Even after a No vote, people south of the Border say public spending in Scotland should be reduced to bring it into line with the UK average, which the SNP has warned could see £4 billion removed from the Scottish budget.
“The English appear in no mood to be particularly accommodating however Scots choose to vote in their independence referendum,” said researcher Professor Richard Wyn Jones, of Cardiff University. “There is strong English support for reducing levels of public spending in Scotland to the UK average – a development that would lead to savage cuts in public services north of the Border.
“There is also overwhelming English support for limiting the role of Scottish MPs at Westminster. The question for Scottish voters is whether they can rely on pledges about the consequences of a No vote, when such pledges do not seem to be supported in the largest and most important part of the Union.”
The YouGov poll of 3,695 English adults was carried out in April, but held back until now by the Economic and Social Research Council, which commissioned it.

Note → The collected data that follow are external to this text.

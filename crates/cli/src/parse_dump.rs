//! Extract VK Video links from a saved HTML page into a list file.

use clap::Parser;
use std::path::PathBuf;
use std::process::ExitCode;
use vkvideo_dl::{extract_video_urls, read_html, write_url_list};

/// Extract unique VK Video URLs from an HTML dump
#[derive(Parser, Debug)]
#[command(name = "parse-dump")]
#[command(author, version, about, long_about = None)]
struct Args {
    /// Saved HTML page
    html: PathBuf,

    /// Output list file (default: stdout)
    #[arg(short = 'o', long = "output")]
    output: Option<PathBuf>,

    /// Only keep videos of this owner id, e.g. 4725344 or -1719791
    #[arg(long, allow_hyphen_values = true)]
    owner: Option<String>,

    /// Only print the number of URLs
    #[arg(long)]
    count: bool,
}

fn main() -> ExitCode {
    let args = Args::parse();

    if !args.html.exists() {
        eprintln!("Error: {} not found", args.html.display());
        return ExitCode::FAILURE;
    }

    let html = match read_html(&args.html) {
        Ok(html) => html,
        Err(e) => {
            eprintln!("Error: cannot read {}: {}", args.html.display(), e);
            return ExitCode::FAILURE;
        }
    };
    let urls = extract_video_urls(&html, args.owner.as_deref());

    if args.count {
        println!("{}", urls.len());
        return ExitCode::SUCCESS;
    }

    match &args.output {
        Some(path) => {
            if let Err(e) = write_url_list(path, &urls) {
                eprintln!("Error: cannot write {}: {}", path.display(), e);
                return ExitCode::FAILURE;
            }
            eprintln!("Saved {} URLs to {}", urls.len(), path.display());
        }
        None => {
            for url in &urls {
                println!("{}", url);
            }
            eprintln!("\n# Total: {} unique videos", urls.len());
        }
    }
    ExitCode::SUCCESS
}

Only 23 per cent agreed with the proposition that “an independent Scotland should be able to continue to use the pound”, while 53 per cent disagreed. Conservative Party supporters (69 per cent) are most opposed and 64 per cent of Ukip supporters are against sharing the pound. The figure for Labour supporters is 46 per cent and Liberal Democrats 49 per cent.
Even if Scots reject independence, the majority (62 per cent) of people south of the Border believe it is time to get tough. The poll says 56 per cent want public spending in Scotland – about £1,300 higher per head than in the rest of the UK – to be brought in line with the UK average. And 62 per cent want Scotland MPs barred from voting on English-only issues.
But support for greater Holyrood powers is strong in England, with 42 per cent agreeing that the Scottish Parliament should be given control of the majority of taxes raised in Scotland.
A spokesperson for Yes Scotland said: “It is a real concern for a growing number of Scots that Scotland’s budget is in Westminster’s crosshairs and waiting to be slashed in the event of a No vote.”
The pro-union Better Together campaign said English opposition to sharing the pound was to be expected. Labour MSP Jackie Baillie said: “It is not surprising that the majority of people in England do not support a currency union. For us in Scotland, it would mean handing over control of our economy to what would then be a foreign country.”
Professor Charlie Jeffery of the University of Edinburgh, another of the researchers, said: “It is striking how tough people in England are on Scotland whatever the referendum outcome. If anything, the message appears to be: ‘Vote Yes by all means, but if you do, you’re on your own.’
“But if Scots vote No, there’s something similar at play. Here the message is: ‘By all means have more devolution, but you can’t then have the role at Westminster you do now, and don’t expect any funding to flow northwards from England’.”